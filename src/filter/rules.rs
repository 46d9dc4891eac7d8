// src/filter/rules.rs

use std::fmt;
use std::path::{Path, PathBuf};

use ignore::gitignore::{Gitignore, GitignoreBuilder};
use tracing::warn;

use crate::errors::Result;
use crate::watch::path_utils::relative_to;

/// Version-control directory excluded by the built-in rule set.
pub const VCS_DIR: &str = ".git";
/// Build-output directory excluded by the built-in rule set.
pub const BUILD_DIR: &str = "target";

/// Where the patterns of an [`IgnoreRuleSet`] came from.
#[derive(Debug, Clone, PartialEq, Eq)]
pub enum RuleSource {
    /// An ignore-definition file on disk.
    File(PathBuf),
    /// The synthetic rule set covering `.git`, `target` and `--ignore`
    /// patterns.
    BuiltIn,
}

impl fmt::Display for RuleSource {
    fn fmt(&self, f: &mut fmt::Formatter<'_>) -> fmt::Result {
        match self {
            RuleSource::File(path) => write!(f, "{}", path.display()),
            RuleSource::BuiltIn => f.write_str("default"),
        }
    }
}

/// Compiled gitignore-style patterns rooted at a base directory.
///
/// Immutable once built. A reload builds fresh rule sets and replaces the
/// whole list.
#[derive(Clone)]
pub struct IgnoreRuleSet {
    source: RuleSource,
    base_dir: PathBuf,
    patterns: Vec<String>,
    matcher: Gitignore,
}

impl fmt::Debug for IgnoreRuleSet {
    fn fmt(&self, f: &mut fmt::Formatter<'_>) -> fmt::Result {
        f.debug_struct("IgnoreRuleSet")
            .field("source", &self.source)
            .field("base_dir", &self.base_dir)
            .field("patterns", &self.patterns)
            .finish_non_exhaustive()
    }
}

impl IgnoreRuleSet {
    /// Compile `patterns` rooted at `base_dir`.
    ///
    /// Every string is a pattern, including ones starting with `#`: those are
    /// re-escaped so the gitignore engine does not read them as comments.
    /// Patterns the engine rejects are skipped with a warning.
    pub fn new(
        source: RuleSource,
        base_dir: impl Into<PathBuf>,
        patterns: Vec<String>,
    ) -> Result<Self> {
        let base_dir = base_dir.into();
        let mut builder = GitignoreBuilder::new(&base_dir);
        for pattern in &patterns {
            let line = if pattern.starts_with('#') {
                format!("\\{pattern}")
            } else {
                pattern.clone()
            };
            if let Err(err) = builder.add_line(None, &line) {
                warn!(
                    source = %source,
                    pattern = %pattern,
                    error = %err,
                    "skipping invalid ignore pattern"
                );
            }
        }
        let matcher = builder.build()?;

        Ok(Self {
            source,
            base_dir,
            patterns,
            matcher,
        })
    }

    /// The synthetic rule set: `.git`, `target`, then any user patterns.
    pub fn built_in(watch_root: impl Into<PathBuf>, extra: &[String]) -> Result<Self> {
        let mut patterns = vec![VCS_DIR.to_string(), BUILD_DIR.to_string()];
        patterns.extend(extra.iter().cloned());
        Self::new(RuleSource::BuiltIn, watch_root, patterns)
    }

    pub fn source(&self) -> &RuleSource {
        &self.source
    }

    pub fn base_dir(&self) -> &Path {
        &self.base_dir
    }

    pub fn patterns(&self) -> &[String] {
        &self.patterns
    }

    /// Test a path already made relative to [`base_dir`](Self::base_dir).
    ///
    /// A path counts as ignored when it or any of its parent directories
    /// matches.
    pub fn ignores(&self, rel_path: &Path, is_dir: bool) -> bool {
        if rel_path.as_os_str().is_empty() {
            return false;
        }
        self.matcher
            .matched_path_or_any_parents(rel_path, is_dir)
            .is_ignore()
    }

    /// Test an absolute path. Returns `None` when the path lies outside
    /// `base_dir`; such a rule set is never consulted.
    pub fn check(&self, path: &Path, is_dir: bool) -> Option<bool> {
        let rel = relative_to(&self.base_dir, path)?;
        Some(self.ignores(&rel, is_dir))
    }
}

/// Return the first rule set, in order, that ignores `path`.
pub fn first_ignoring<'a>(
    rule_sets: &'a [IgnoreRuleSet],
    path: &Path,
    is_dir: bool,
) -> Option<&'a IgnoreRuleSet> {
    rule_sets
        .iter()
        .find(|set| set.check(path, is_dir).unwrap_or(false))
}

#[cfg(test)]
mod tests {
    use super::*;

    fn patterns(list: &[&str]) -> Vec<String> {
        list.iter().map(|s| s.to_string()).collect()
    }

    fn file_set(file: &str, list: &[&str]) -> IgnoreRuleSet {
        let file = PathBuf::from(file);
        let base = file.parent().unwrap().to_path_buf();
        IgnoreRuleSet::new(RuleSource::File(file), base, patterns(list)).unwrap()
    }

    #[test]
    fn directory_pattern_ignores_nested_files() {
        let set = file_set("/p/.gitignore", &["target"]);
        assert!(set.ignores(Path::new("target/foo.rs"), false));
        assert!(set.ignores(Path::new("target"), true));
        assert!(!set.ignores(Path::new("src/main.rs"), false));
    }

    #[test]
    fn hash_prefixed_pattern_is_literal() {
        let set = file_set("/p/.gitignore", &["#literal"]);
        assert!(set.ignores(Path::new("#literal"), false));
        assert!(!set.ignores(Path::new("literal"), false));
    }

    #[test]
    fn negation_whitelists() {
        let set = file_set("/p/.gitignore", &["*.log", "!keep.log"]);
        assert!(set.ignores(Path::new("debug.log"), false));
        assert!(!set.ignores(Path::new("keep.log"), false));
    }

    #[test]
    fn paths_outside_base_dir_are_not_consulted() {
        // Would match everything if it were consulted.
        let set = file_set("/p/sub/.gitignore", &["*"]);
        assert_eq!(set.check(Path::new("/p/other/file.rs"), false), None);
        assert_eq!(set.check(Path::new("/p/file.rs"), false), None);
        assert_eq!(set.check(Path::new("/p/sub/file.rs"), false), Some(true));
        assert!(first_ignoring(&[set], Path::new("/p/file.rs"), false).is_none());
    }

    #[test]
    fn first_match_wins_in_push_order() {
        let sets = vec![
            file_set("/p/.gitignore", &["*.rs"]),
            file_set("/p/.ignore", &["*.rs"]),
            IgnoreRuleSet::built_in("/p", &patterns(&["*.rs"])).unwrap(),
        ];

        let hit = first_ignoring(&sets, Path::new("/p/src/lib.rs"), false).unwrap();
        assert_eq!(hit.source(), &RuleSource::File(PathBuf::from("/p/.gitignore")));

        let only_builtin = first_ignoring(&sets, Path::new("/p/target/debug/x"), false).unwrap();
        assert_eq!(only_builtin.source(), &RuleSource::BuiltIn);
    }

    #[test]
    fn built_in_covers_vcs_build_and_extra() {
        let set = IgnoreRuleSet::built_in("/p", &patterns(&["*.swp"])).unwrap();
        assert_eq!(set.patterns(), patterns(&[".git", "target", "*.swp"]).as_slice());
        assert!(set.ignores(Path::new(".git/HEAD"), false));
        assert!(set.ignores(Path::new("crates/a/target/debug/a"), false));
        assert!(set.ignores(Path::new("src/.main.rs.swp"), false));
        assert!(!set.ignores(Path::new("src/main.rs"), false));
    }

    #[test]
    fn empty_relative_path_is_never_ignored() {
        let set = file_set("/p/.gitignore", &["*"]);
        assert_eq!(set.check(Path::new("/p"), true), Some(false));
    }
}
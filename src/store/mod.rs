pub mod filter;
pub mod storage;
pub mod types;

pub use filter::{average_completion, group_results, ChecklistFilter, ResultsGrouping};
pub use storage::{get_store_path, load_store, read_checklist, read_responses, save_store};
pub use types::ChecklistStore;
-=-=-
**Exercise details**
Output each line of the data exactly as it stands above.

**Response to the exercise**
filename src/filter/rules.rs
repository 46d9dc4891eac7d8
// src/filter/rules.rs

use std::fmt;
use std::path::{Path, PathBuf};

use ignore::gitignore::{Gitignore, GitignoreBuilder};
use tracing::warn;

use crate::errors::Result;
use crate::watch::path_utils::relative_to;

/// Version-control directory excluded by the built-in rule set.
pub const VCS_DIR: &str = ".git";
/// Build-output directory excluded by the built-in rule set.
pub const BUILD_DIR: &str = "target";

/// Where the patterns of an [`IgnoreRuleSet`] came from.
#[derive(Debug, Clone, PartialEq, Eq)]
pub enum RuleSource {
    /// An ignore-definition file on disk.
    File(PathBuf),
    /// The synthetic rule set covering `.git`, `target` and `--ignore`
    /// patterns.
    BuiltIn,
}

impl fmt::Display for RuleSource {
    fn fmt(&self, f: &mut fmt::Formatter<'_>) -> fmt::Result {
        match self {
            RuleSource::File(path) => write!(f, "{}", path.display()),
            RuleSource::BuiltIn => f.write_str("default"),
        }
    }
}

/// Compiled gitignore-style patterns rooted at a base directory.
///
/// Immutable once built. A reload builds fresh rule sets and replaces the
/// whole list.
#[derive(Clone)]
pub struct IgnoreRuleSet {
    source: RuleSource,
    base_dir: PathBuf,
    patterns: Vec<String>,
    matcher: Gitignore,
}

impl fmt::Debug for IgnoreRuleSet {
    fn fmt(&self, f: &mut fmt::Formatter<'_>) -> fmt::Result {
        f.debug_struct("IgnoreRuleSet")
            .field("source", &self.source)
            .field("base_dir", &self.base_dir)
            .field("patterns", &self.patterns)
            .finish_non_exhaustive()
    }
}

impl IgnoreRuleSet {
    /// Compile `patterns` rooted at `base_dir`.
    ///
    /// Every string is a pattern, including ones starting with `#`: those are
    /// re-escaped so the gitignore engine does not read them as comments.
    /// Patterns the engine rejects are skipped with a warning.
    pub fn new(
        source: RuleSource,
        base_dir: impl Into<PathBuf>,
        patterns: Vec<String>,
    ) -> Result<Self> {
        let base_dir = base_dir.into();
        let mut builder = GitignoreBuilder::new(&base_dir);
        for pattern in &patterns {
            let line = if pattern.starts_with('#') {
                format!("\\{pattern}")
            } else {
                pattern.clone()
            };
            if let Err(err) = builder.add_line(None, &line) {
                warn!(
                    source = %source,
                    pattern = %pattern,
                    error = %err,
                    "skipping invalid ignore pattern"
                );
            }
        }
        let matcher = builder.build()?;

        Ok(Self {
            source,
            base_dir,
            patterns,
            matcher,
        })
    }

    /// The synthetic rule set: `.git`, `target`, then any user patterns.
    pub fn built_in(watch_root: impl Into<PathBuf>, extra: &[String]) -> Result<Self> {
        let mut patterns = vec![VCS_DIR.to_string(), BUILD_DIR.to_string()];
        patterns.extend(extra.iter().cloned());
        Self::new(RuleSource::BuiltIn, watch_root, patterns)
    }

    pub fn source(&self) -> &RuleSource {
        &self.source
    }

    pub fn base_dir(&self) -> &Path {
        &self.base_dir
    }

    pub fn patterns(&self) -> &[String] {
        &self.patterns
    }

    /// Test a path already made relative to [`base_dir`](Self::base_dir).
    ///
    /// A path counts as ignored when it or any of its parent directories
    /// matches.
    pub fn ignores(&self, rel_path: &Path, is_dir: bool) -> bool {
        if rel_path.as_os_str().is_empty() {
            return false;
        }
        self.matcher
            .matched_path_or_any_parents(rel_path, is_dir)
            .is_ignore()
    }

    /// Test an absolute path. Returns `None` when the path lies outside
    /// `base_dir`; such a rule set is never consulted.
    pub fn check(&self, path: &Path, is_dir: bool) -> Option<bool> {
        let rel = relative_to(&self.base_dir, path)?;
        Some(self.ignores(&rel, is_dir))
    }
}

/// Return the first rule set, in order, that ignores `path`.
pub fn first_ignoring<'a>(
    rule_sets: &'a [IgnoreRuleSet],
    path: &Path,
    is_dir: bool,
) -> Option<&'a IgnoreRuleSet> {
    rule_sets
        .iter()
        .find(|set| set.check(path, is_dir).unwrap_or(false))
}

#[cfg(test)]
mod tests {
    use super::*;

    fn patterns(list: &[&str]) -> Vec<String> {
        list.iter().map(|s| s.to_string()).collect()
    }

    fn file_set(file: &str, list: &[&str]) -> IgnoreRuleSet {
        let file = PathBuf::from(file);
        let base = file.parent().unwrap().to_path_buf();
        IgnoreRuleSet::new(RuleSource::File(file), base, patterns(list)).unwrap()
    }

    #[test]
    fn directory_pattern_ignores_nested_files() {
        let set = file_set("/p/.gitignore", &["target"]);
        assert!(set.ignores(Path::new("target/foo.rs"), false));
        assert!(set.ignores(Path::new("target"), true));
        assert!(!set.ignores(Path::new("src/main.rs"), false));
    }

    #[test]
    fn hash_prefixed_pattern_is_literal() {
        let set = file_set("/p/.gitignore", &["#literal"]);
        assert!(set.ignores(Path::new("#literal"), false));
        assert!(!set.ignores(Path::new("literal"), false));
    }

    #[test]
    fn negation_whitelists() {
        let set = file_set("/p/.gitignore", &["*.log", "!keep.log"]);
        assert!(set.ignores(Path::new("debug.log"), false));
        assert!(!set.ignores(Path::new("keep.log"), false));
    }

    #[test]
    fn paths_outside_base_dir_are_not_consulted() {
        // Would match everything if it were consulted.
        let set = file_set("/p/sub/.gitignore", &["*"]);
        assert_eq!(set.check(Path::new("/p/other/file.rs"), false), None);
        assert_eq!(set.check(Path::new("/p/file.rs"), false), None);
        assert_eq!(set.check(Path::new("/p/sub/file.rs"), false), Some(true));
        assert!(first_ignoring(&[set], Path::new("/p/file.rs"), false).is_none());
    }

    #[test]
    fn first_match_wins_in_push_order() {
        let sets = vec![
            file_set("/p/.gitignore", &["*.rs"]),
            file_set("/p/.ignore", &["*.rs"]),
            IgnoreRuleSet::built_in("/p", &patterns(&["*.rs"])).unwrap(),
        ];

        let hit = first_ignoring(&sets, Path::new("/p/src/lib.rs"), false).unwrap();
        assert_eq!(hit.source(), &RuleSource::File(PathBuf::from("/p/.gitignore")));

        let only_builtin = first_ignoring(&sets, Path::new("/p/target/debug/x"), false).unwrap();
        assert_eq!(only_builtin.source(), &RuleSource::BuiltIn);
    }

    #[test]
    fn built_in_covers_vcs_build_and_extra() {
        let set = IgnoreRuleSet::built_in("/p", &patterns(&["*.swp"])).unwrap();
        assert_eq!(set.patterns(), patterns(&[".git", "target", "*.swp"]).as_slice());
        assert!(set.ignores(Path::new(".git/HEAD"), false));
        assert!(set.ignores(Path::new("crates/a/target/debug/a"), false));
        assert!(set.ignores(Path::new("src/.main.rs.swp"), false));
        assert!(!set.ignores(Path::new("src/main.rs"), false));
    }

    #[test]
    fn empty_relative_path_is_never_ignored() {
        let set = file_set("/p/.gitignore", &["*"]);
        assert_eq!(set.check(Path::new("/p"), true), Some(false));
    }
}
filename src/store/mod.rs
pub mod filter;
pub mod storage;
pub mod types;

pub use filter::{average_completion, group_results, ChecklistFilter, ResultsGrouping};
pub use storage::{get_store_path, load_store, read_checklist, read_responses, save_store};
pub use types::ChecklistStore;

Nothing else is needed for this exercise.